The JPA and Hibernate second-level cache is the cache of the entity loaded state array, not of the actual entity object reference.
Why use the JPA and Hibernate second-level cache
Now that you have seen how the second level cache works when fetching entities, you might wonder why not fetch the entity directly from the database.
And that’s where the second-level cache comes into play. For read-write database transactions that need to be executed on the Primary node, the second-level cache can help you reduce the query load by directing it to the strongly consistent second-level cache:
The JPA and Hibernate second-level cache can help you speed up read-write transactions by offloading the read traffic from the Primary node and serve it from the cache.
Scaling the JPA and Hibernate second-level cache
Traditionally, the second-level cache was stored in the memory of the application, and that was problematic for several reasons.
First, the application memory is limited, so the volume of data that can be cached is limited as well.

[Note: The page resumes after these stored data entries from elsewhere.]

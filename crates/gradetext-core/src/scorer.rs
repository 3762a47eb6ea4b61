//! Semantic scorer boundary.
//!
//! The engine never owns an embedding model; it consumes an injected
//! capability that compares two raw texts and returns a similarity in [0, 1]
//! or a typed error. The composer decides what a failure means (fallback to
//! Jaro-Winkler) and records that decision in the report; nothing is
//! swallowed at this boundary.

use thiserror::Error;

/// Errors a semantic scorer may surface.
///
/// Every variant is an expected, recoverable condition: the composer
/// substitutes a fallback similarity and carries on.
#[derive(Debug, Error)]
pub enum ScorerError {
    /// The scorer exists but cannot serve requests (model not loaded,
    /// backend unreachable).
    #[error("semantic scorer unavailable: {0}")]
    Unavailable(String),

    /// The scorer ran and failed.
    #[error("semantic scorer failed: {0}")]
    Failed(String),
}

/// An externally supplied meaning-based similarity capability.
///
/// Implementations must be safe for concurrent invocation (`Send + Sync`);
/// the engine itself never serializes calls.
pub trait SemanticScorer: Send + Sync {
    /// Human-readable scorer name, recorded in score reports.
    fn name(&self) -> &str;

    /// Similarity of two raw (un-normalized) texts, in [0, 1].
    fn similarity(&self, text_a: &str, text_b: &str) -> Result<f64, ScorerError>;
}

/// Adapter turning a plain function or closure into a [`SemanticScorer`].
pub struct FnScorer<F> {
    name: String,
    f: F,
}

impl<F> FnScorer<F>
where
    F: Fn(&str, &str) -> Result<f64, ScorerError> + Send + Sync,
{
    pub fn new(name: impl Into<String>, f: F) -> Self {
        Self {
            name: name.into(),
            f,
        }
    }
}

impl<F> SemanticScorer for FnScorer<F>
where
    F: Fn(&str, &str) -> Result<f64, ScorerError> + Send + Sync,
{
    fn name(&self) -> &str {
        &self.name
    }

    fn similarity(&self, text_a: &str, text_b: &str) -> Result<f64, ScorerError> {
        (self.f)(text_a, text_b)
    }
}

#[cfg(test)]
mod tests {
    use super::*;

    #[test]
    fn fn_scorer_delegates() {
        let scorer = FnScorer::new("fixed", |_a: &str, _b: &str| Ok(0.75));
        assert_eq!(scorer.name(), "fixed");
        assert_eq!(scorer.similarity("x", "y").unwrap(), 0.75);
    }

    #[test]
    fn fn_scorer_propagates_errors() {
        let scorer = FnScorer::new("broken", |_a: &str, _b: &str| {
            Err(ScorerError::Unavailable("model not loaded".into()))
        });
        let err = scorer.similarity("x", "y").unwrap_err();
        assert!(err.to_string().contains("unavailable"));
    }

    #[test]
    fn scorer_is_object_safe() {
        let scorer = FnScorer::new("fixed", |_a: &str, _b: &str| Ok(1.0));
        let dyn_scorer: &dyn SemanticScorer = &scorer;
        assert_eq!(dyn_scorer.similarity("a", "b").unwrap(), 1.0);
    }
}
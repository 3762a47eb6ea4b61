//! gradetext CLI — the user-facing command-line interface.

use std::path::PathBuf;
use std::process;

use clap::{Parser, Subcommand};

mod bank;
mod commands;

#[derive(Parser)]
#[command(
    name = "gradetext",
    version,
    about = "Grade free-text answers against reference answers"
)]
struct Cli {
    #[command(subcommand)]
    command: Commands,
}

#[derive(Subcommand)]
enum Commands {
    /// Run an interactive quiz from a question bank
    Quiz {
        /// Path to a .toml question bank
        #[arg(long)]
        bank: PathBuf,

        /// Number of questions to sample
        #[arg(long, default_value = "5")]
        questions: usize,

        /// Maximum score per question
        #[arg(long, default_value = "1.0")]
        max_score: f64,

        /// Write the session results as JSON to this path
        #[arg(long)]
        output: Option<PathBuf>,
    },

    /// Score a single submission against a reference answer
    Score {
        /// The reference answer
        #[arg(long)]
        reference: String,

        /// The student submission
        #[arg(long)]
        submission: String,

        /// Maximum score
        #[arg(long, default_value = "1.0")]
        max_score: f64,

        /// Scoring policy: lexical, blend
        #[arg(long, default_value = "lexical")]
        policy: String,

        /// Output format: text, json
        #[arg(long, default_value = "text")]
        format: String,
    },

    /// Inspect the Jaro-Winkler match trace for two strings
    Detail {
        /// First string
        s1: String,

        /// Second string
        s2: String,

        /// Output format: text, json
        #[arg(long, default_value = "text")]
        format: String,
    },

    /// Validate a question bank TOML file
    Validate {
        /// Path to a .toml question bank
        #[arg(long)]
        bank: PathBuf,
    },
}

fn main() {
    tracing_subscriber::fmt()
        .with_env_filter(
            tracing_subscriber::EnvFilter::from_default_env()
                .add_directive("gradetext=info".parse().unwrap()),
        )
        .init();

    let cli = Cli::parse();

    let result = match cli.command {
        Commands::Quiz {
            bank,
            questions,
            max_score,
            output,
        } => commands::quiz::execute(bank, questions, max_score, output),
        Commands::Score {
            reference,
            submission,
            max_score,
            policy,
            format,
        } => commands::score::execute(&reference, &submission, max_score, &policy, &format),
        Commands::Detail { s1, s2, format } => commands::detail::execute(&s1, &s2, &format),
        Commands::Validate { bank } => commands::validate::execute(bank),
    };

    if let Err(e) = result {
        eprintln!("Error: {e:#}");
        process::exit(1);
    }
}
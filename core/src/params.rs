//! Value types describing what a caller asks the delivery service for.

use std::collections::HashMap;

use serde_json::Map;
use serde_json::Value;
use serde_json::json;

use crate::json::JsonExt;
use crate::json::JsonObject;
use crate::json::non_blank;

pub type ParameterMap = HashMap<String, String>;

const MBOX_PARAMETERS: &str = "mboxparameters";
const PROFILE_PARAMETERS: &str = "profileparameters";
const ORDER_PARAMETERS: &str = "orderparameters";
const PRODUCT_PARAMETERS: &str = "productparameters";

const ID: &str = "id";
const TOTAL: &str = "total";
const PURCHASED_PRODUCT_IDS: &str = "purchasedProductIds";
const CATEGORY_ID: &str = "categoryId";

#[derive(Debug, Clone, PartialEq, Default)]
pub struct TargetOrder {
    pub id: String,
    pub total: f64,
    pub purchased_product_ids: Vec<String>,
}

impl TargetOrder {
    pub fn new(id: impl Into<String>, total: f64, purchased_product_ids: Vec<String>) -> Self {
        Self {
            id: id.into(),
            total,
            purchased_product_ids,
        }
    }

    /// Reads `{id, total, purchasedProductIds}`. The total may be a number or
    /// a string holding a float; anything else rejects the whole order.
    pub fn from_json(value: &Value) -> Option<Self> {
        let id = value.opt_non_blank(ID)?.to_string();
        let total = match value.opt_value(TOTAL)? {
            Value::Number(number) => number.as_f64()?,
            Value::String(text) => text.trim().parse::<f64>().ok()?,
            _ => return None,
        };
        if !total.is_finite() {
            return None;
        }
        let purchased_product_ids = value
            .opt_array(PURCHASED_PRODUCT_IDS)
            .map(|ids| {
                ids.iter()
                    .filter_map(Value::as_str)
                    .map(str::to_string)
                    .collect()
            })
            .unwrap_or_default();
        Some(Self {
            id,
            total,
            purchased_product_ids,
        })
    }

    /// Request `order` node; `None` when the order cannot be sent.
    pub fn to_json(&self) -> Option<Value> {
        if non_blank(Some(&self.id)).is_none() || !self.total.is_finite() {
            return None;
        }
        let mut node = Map::new();
        node.insert(ID.to_string(), Value::String(self.id.clone()));
        node.insert(TOTAL.to_string(), json!(self.total));
        if !self.purchased_product_ids.is_empty() {
            node.insert(
                PURCHASED_PRODUCT_IDS.to_string(),
                json!(self.purchased_product_ids),
            );
        }
        Some(Value::Object(node))
    }
}

#[derive(Debug, Clone, PartialEq, Eq, Default)]
pub struct TargetProduct {
    pub id: String,
    pub category_id: Option<String>,
}

impl TargetProduct {
    pub fn new(id: impl Into<String>, category_id: Option<String>) -> Self {
        Self {
            id: id.into(),
            category_id,
        }
    }

    pub fn from_json(value: &Value) -> Option<Self> {
        let id = value.opt_non_blank(ID)?.to_string();
        let category_id = value.opt_non_blank(CATEGORY_ID).map(str::to_string);
        Some(Self { id, category_id })
    }

    pub fn to_json(&self) -> Option<Value> {
        non_blank(Some(&self.id))?;
        let mut node = Map::new();
        node.insert(ID.to_string(), Value::String(self.id.clone()));
        if let Some(category_id) = non_blank(self.category_id.as_deref()) {
            node.insert(
                CATEGORY_ID.to_string(),
                Value::String(category_id.to_string()),
            );
        }
        Some(Value::Object(node))
    }
}

/// Mbox, profile, order and product parameters attached to a request.
#[derive(Debug, Clone, PartialEq, Default)]
pub struct TargetParameters {
    pub mbox_parameters: Option<ParameterMap>,
    pub profile_parameters: Option<ParameterMap>,
    pub product: Option<TargetProduct>,
    pub order: Option<TargetOrder>,
}

impl TargetParameters {
    pub fn is_empty(&self) -> bool {
        self.mbox_parameters.as_ref().is_none_or(HashMap::is_empty)
            && self
                .profile_parameters
                .as_ref()
                .is_none_or(HashMap::is_empty)
            && self.product.is_none()
            && self.order.is_none()
    }

    pub fn from_json(value: &Value) -> Self {
        Self {
            mbox_parameters: value.opt_object(MBOX_PARAMETERS).map(string_entries),
            profile_parameters: value.opt_object(PROFILE_PARAMETERS).map(string_entries),
            product: value
                .opt_value(PRODUCT_PARAMETERS)
                .and_then(TargetProduct::from_json),
            order: value
                .opt_value(ORDER_PARAMETERS)
                .and_then(TargetOrder::from_json),
        }
    }

    pub fn to_json(&self) -> Value {
        let mut node = Map::new();
        if let Some(params) = &self.mbox_parameters {
            node.insert(MBOX_PARAMETERS.to_string(), json!(params));
        }
        if let Some(params) = &self.profile_parameters {
            node.insert(PROFILE_PARAMETERS.to_string(), json!(params));
        }
        if let Some(order) = self.order.as_ref().and_then(TargetOrder::to_json) {
            node.insert(ORDER_PARAMETERS.to_string(), order);
        }
        if let Some(product) = self.product.as_ref().and_then(TargetProduct::to_json) {
            node.insert(PRODUCT_PARAMETERS.to_string(), product);
        }
        Value::Object(node)
    }
}

fn string_entries(object: &JsonObject) -> ParameterMap {
    object
        .iter()
        .filter_map(|(key, value)| value.as_str().map(|s| (key.clone(), s.to_string())))
        .collect()
}

/// Folds a list of parameter sets; later entries win.
///
/// Map keys are overwritten key by key and the empty key is dropped. Order
/// and product come from the last entry that carries one.
pub fn merge<'a, I>(parameters: I) -> TargetParameters
where
    I: IntoIterator<Item = &'a TargetParameters>,
{
    let mut mbox_parameters = ParameterMap::new();
    let mut profile_parameters = ParameterMap::new();
    let mut product = None;
    let mut order = None;

    for entry in parameters {
        if let Some(params) = &entry.mbox_parameters {
            mbox_parameters.extend(params.iter().map(|(k, v)| (k.clone(), v.clone())));
            mbox_parameters.remove("");
        }
        if let Some(params) = &entry.profile_parameters {
            profile_parameters.extend(params.iter().map(|(k, v)| (k.clone(), v.clone())));
            profile_parameters.remove("");
        }
        if entry.product.is_some() {
            product.clone_from(&entry.product);
        }
        if entry.order.is_some() {
            order.clone_from(&entry.order);
        }
    }

    TargetParameters {
        mbox_parameters: (!mbox_parameters.is_empty()).then_some(mbox_parameters),
        profile_parameters: (!profile_parameters.is_empty()).then_some(profile_parameters),
        product,
        order,
    }
}

/// An mbox to fetch and render right away (execute).
#[derive(Debug, Clone, PartialEq, Default)]
pub struct MboxRequest {
    pub name: String,
    pub parameters: Option<TargetParameters>,
    pub default_content: String,
    pub response_pair_id: Option<String>,
}

impl MboxRequest {
    pub fn new(name: impl Into<String>, default_content: impl Into<String>) -> Self {
        Self {
            name: name.into(),
            default_content: default_content.into(),
            ..Default::default()
        }
    }

    pub fn with_parameters(mut self, parameters: TargetParameters) -> Self {
        self.parameters = Some(parameters);
        self
    }

    pub fn with_response_pair_id(mut self, id: impl Into<String>) -> Self {
        self.response_pair_id = Some(id.into());
        self
    }

    /// Reads `{name, defaultContent, responsePairId, targetParameters}`.
    pub fn from_json(value: &Value) -> Option<Self> {
        let name = value.opt_str("name")?.to_string();
        Some(Self {
            name,
            parameters: value
                .opt_value("targetParameters")
                .map(TargetParameters::from_json),
            default_content: value.opt_str("defaultContent").unwrap_or_default().to_string(),
            response_pair_id: value.opt_str("responsePairId").map(str::to_string),
        })
    }
}

/// An mbox to fetch now and cache for later local use (prefetch).
#[derive(Debug, Clone, PartialEq, Default)]
pub struct MboxPrefetch {
    pub name: String,
    pub parameters: Option<TargetParameters>,
}

impl MboxPrefetch {
    pub fn new(name: impl Into<String>) -> Self {
        Self {
            name: name.into(),
            parameters: None,
        }
    }

    pub fn with_parameters(mut self, parameters: TargetParameters) -> Self {
        self.parameters = Some(parameters);
        self
    }

    pub fn from_json(value: &Value) -> Option<Self> {
        let name = value.opt_str("name")?.to_string();
        Some(Self {
            name,
            parameters: value
                .opt_value("targetParameters")
                .map(TargetParameters::from_json),
        })
    }
}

Second, when traffic increases and we want to start new application nodes to handle the extra traffic, the new nodes would start with a cold cache, making the problem even worse as they incur a spike in database load until the cache is populated with data:
To address this issue, it’s better to have the cache running as a distributed system, like Redis. This way, the amount of cached data is not limited by the memory size on a single node since sharding can be used to split the data among multiple nodes.
And, when a new application node is added by the auto-scaler, the new node will load data from the same distributed cache. Hence, there’s no cold cache issue anymore.
JPA and Hibernate second-level cache options
There are several things that can be stored by the JPA and Hibernate second-level cache:
- entity loaded state
- collection entity identifiers
- query results for both entities and DTO projections
- the associated entity identifier for a given natural identifier
So, the second-level cache is not limited to fetching entities only.
The JPA and Hibernate second-level cache is very useful when having to scale rad-write transactions. Because the second-level cache is designed to be strongly consistent, you don’t have to worry that stale data is going to be served from the cache.
More, you don’t have to worry about keeping track of database modifications in order to schedule cache updates either because this is done transparently by Hibernate for you.